Cleaning data

Preamble

The difference between tidying vs cleaning:

Tidying refers to restructuring the dataset such that each column is a variable and each row an observation.
Cleaning refers to changing values in a variable, most often because of data-entry mistakes.

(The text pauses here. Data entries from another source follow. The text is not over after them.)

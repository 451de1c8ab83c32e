//! Runs a whole import batch.
//!
//! One page, one login, then every pending document strictly in order:
//! upload, extract the result list, log. A transport failure anywhere in the
//! batch restarts it once from a fresh scan (documents already renamed are
//! skipped). Anything else, or a second transport failure, is fatal and is
//! preceded by a diagnostic screenshot.

use std::path::{Path, PathBuf};
use std::sync::Arc;

use tracing::{error, info, warn};

use exact_import_config::Config;

use crate::artifacts::RunArtifacts;
use crate::document::{Document, DocumentScanner};
use crate::error::ImportError;
use crate::extractor::{ErrorExtractor, ErrorRow};
use crate::login::{OperatorPrompt, SessionManager};
use crate::page::{Browser, BrowserPage};
use crate::store::SessionStore;
use crate::summary::{ErrorSummarizer, ErrorSummary};
use crate::uploader::DocumentUploader;

/// Outcome of one imported document.
#[derive(Debug, Clone)]
pub struct DocumentReport {
    pub name: String,
    pub uploaded_as: PathBuf,
    pub rows: usize,
    pub log: PathBuf,
}

/// Outcome of [`UploadOrchestrator::run`].
#[derive(Debug, Default)]
pub struct RunReport {
    pub documents: Vec<DocumentReport>,
    /// Every document's rows in upload order, kept across the retry.
    pub rows: Vec<ErrorRow>,
    pub summary: ErrorSummary,
    pub attempts: usize,
    pub aggregate_json: Option<PathBuf>,
    pub aggregate_csv: Option<PathBuf>,
}

pub struct UploadOrchestrator {
    browser: Arc<dyn Browser>,
    sessions: SessionManager,
    uploader: DocumentUploader,
    extractor: ErrorExtractor,
    scanner: DocumentScanner,
    artifacts: RunArtifacts,
}

impl UploadOrchestrator {
    pub fn new(
        config: Arc<Config>,
        browser: Arc<dyn Browser>,
        store: Arc<dyn SessionStore>,
        prompt: Arc<dyn OperatorPrompt>,
        artifacts: RunArtifacts,
    ) -> Self {
        Self {
            browser,
            sessions: SessionManager::new(config.clone(), store, prompt),
            uploader: DocumentUploader::new(config.clone(), artifacts.clone()),
            extractor: ErrorExtractor::new(config.clone()),
            scanner: DocumentScanner::new(config.documents.extension.clone()),
            artifacts,
        }
    }

    /// Explicit one-time code for the second-factor challenge.
    pub fn with_otp_code(mut self, code: Option<String>) -> Self {
        self.sessions = self.sessions.with_otp_code(code);
        self
    }

    pub fn sessions(&self) -> &SessionManager {
        &self.sessions
    }

    /// Import every pending document in `dir`.
    ///
    /// Fails with [`ImportError::NoCandidates`] before touching the browser
    /// when nothing is pending.
    pub async fn run(&self, dir: &Path) -> Result<RunReport, ImportError> {
        let documents = self.scanner.scan_required(dir).await?;

        let mut report = RunReport::default();
        let mut page = None;
        let result = match self.attempt(documents, &mut page, &mut report).await {
            Err(e) if e.is_transport() => {
                warn!("{}; retrying the batch once", e);
                match self.scanner.scan(dir).await {
                    Ok(documents) if documents.is_empty() => {
                        info!("Nothing left to upload on retry");
                        Ok(())
                    }
                    Ok(documents) => self.attempt(documents, &mut page, &mut report).await,
                    Err(e) => Err(e),
                }
            }
            other => other,
        };

        if let Err(e) = &result {
            self.capture_failure(page.as_deref(), e).await;
        }
        self.close_browser().await;
        result?;

        report.summary = ErrorSummarizer::summarize(&report.rows);
        let (json, csv) = self.artifacts.write_aggregate_logs(&report.rows).await?;
        report.aggregate_json = Some(json);
        report.aggregate_csv = Some(csv);

        info!(
            "Uploaded {} document(s) in {} attempt(s), {} error row(s)",
            report.documents.len(),
            report.attempts,
            report.summary.total
        );
        if !report.summary.is_empty() {
            info!("Error summary:\n{}", report.summary);
        }
        Ok(report)
    }

    /// Authenticate and persist the session without uploading.
    pub async fn login(&self) -> Result<(), ImportError> {
        let mut page = None;
        let result = self.open_authenticated(&mut page).await.map(|_| ());
        if let Err(e) = &result {
            self.capture_failure(page.as_deref(), e).await;
        }
        self.close_browser().await;
        result
    }

    async fn attempt(
        &self,
        documents: Vec<Document>,
        page_slot: &mut Option<Arc<dyn BrowserPage>>,
        report: &mut RunReport,
    ) -> Result<(), ImportError> {
        report.attempts += 1;
        let page = self.open_authenticated(page_slot).await?;

        for mut document in documents {
            let uploaded_as = self.uploader.upload(page.as_ref(), &mut document).await?;

            let rows = self.extractor.extract(page.as_ref()).await?;
            let label = self.artifacts.errors_label(&document.name);
            if let Err(e) = self.artifacts.screenshot(page.as_ref(), &label).await {
                warn!("Could not capture result list screenshot: {}", e);
            }
            let log = self.artifacts.write_document_log(&document.name, &rows).await?;
            if !rows.is_empty() {
                warn!("{} reported {} error row(s)", document.name, rows.len());
            }

            report.documents.push(DocumentReport {
                name: document.name.clone(),
                uploaded_as,
                rows: rows.len(),
                log,
            });
            report.rows.extend(rows);
        }
        Ok(())
    }

    async fn open_authenticated(
        &self,
        page_slot: &mut Option<Arc<dyn BrowserPage>>,
    ) -> Result<Arc<dyn BrowserPage>, ImportError> {
        let page = self.browser.open_page().await?;
        *page_slot = Some(page.clone());
        self.sessions.authenticate(page.as_ref()).await?;
        Ok(page)
    }

    async fn capture_failure(&self, page: Option<&dyn BrowserPage>, e: &ImportError) {
        error!("Run failed: {}", e);
        if let Some(page) = page {
            if let Some(path) = self.artifacts.diagnostic_screenshot(page).await {
                error!("Diagnostic screenshot saved to {:?}", path);
            }
        }
    }

    async fn close_browser(&self) {
        if let Err(e) = self.browser.close().await {
            warn!("Failed to close browser: {}", e);
        }
    }
}

#[cfg(test)]
#[path = "orchestrator_tests.rs"]
mod tests;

In this session we are going to read in some catch sampling data from a country and a specific period. The data structure is tidy but there are various issues with the data entry. Each record (row) consist of the following observations:

vessel id
landing site id
date of sampling
gear id
species id
catch weight (these have been scrambled)

The data collection at the landings site were initially recorded on a paper and then entered in a spreadsheet in the office. This is a very common procedure. Also what is most common is that there were no restrictions made with respect to what could be entered in the spreadsheet.

Import

library(tidyverse)
library(janitor)

d <- 
  read_csv("https://heima.hafro.is/~einarhj/data/raw-data.csv",
           # this argument is to ensure that the function read_csv is not guessing the variable
           #  type from the first 100 thousand records
           guess_max = Inf)

New names:
Rows: 14966 Columns: 16
── Column specification
──────────────────────────────────────────────────────── Delimiter: "," chr
(7): Vessel #, LANDING SITE, DATE MM/DD/YYYY, GEAR, SPECIES, SOAK TIM... dbl
(2): WEIGHT...6, TRAPS PULL lgl (7): WEIGHT...10, Fishing 1, Fishing2,
Fishing3, PAB, Fdays, Raised
ℹ Use `spec()` to retrieve the full column specification for this data. ℹ
Specify the column types or set `show_col_types = FALSE` to quiet this message.
• `WEIGHT` -> `WEIGHT...6`
• `WEIGHT` -> `WEIGHT...10`

Initially when we read in any data it is important to read the messages that we obtain. When using read_csv we get some informations about what type each variable is allocated to (like “chr”, “dbl” and “lgl”). Also here we get the information that the column name “WEIGHT” occurs twice. And because in R we can not have the same variable name twice in a dataframe, read_csv adds “…X” to the original, the X being a number that denotes in what column number in the original data each of the duplicate names occurs (here column number 6 and 10).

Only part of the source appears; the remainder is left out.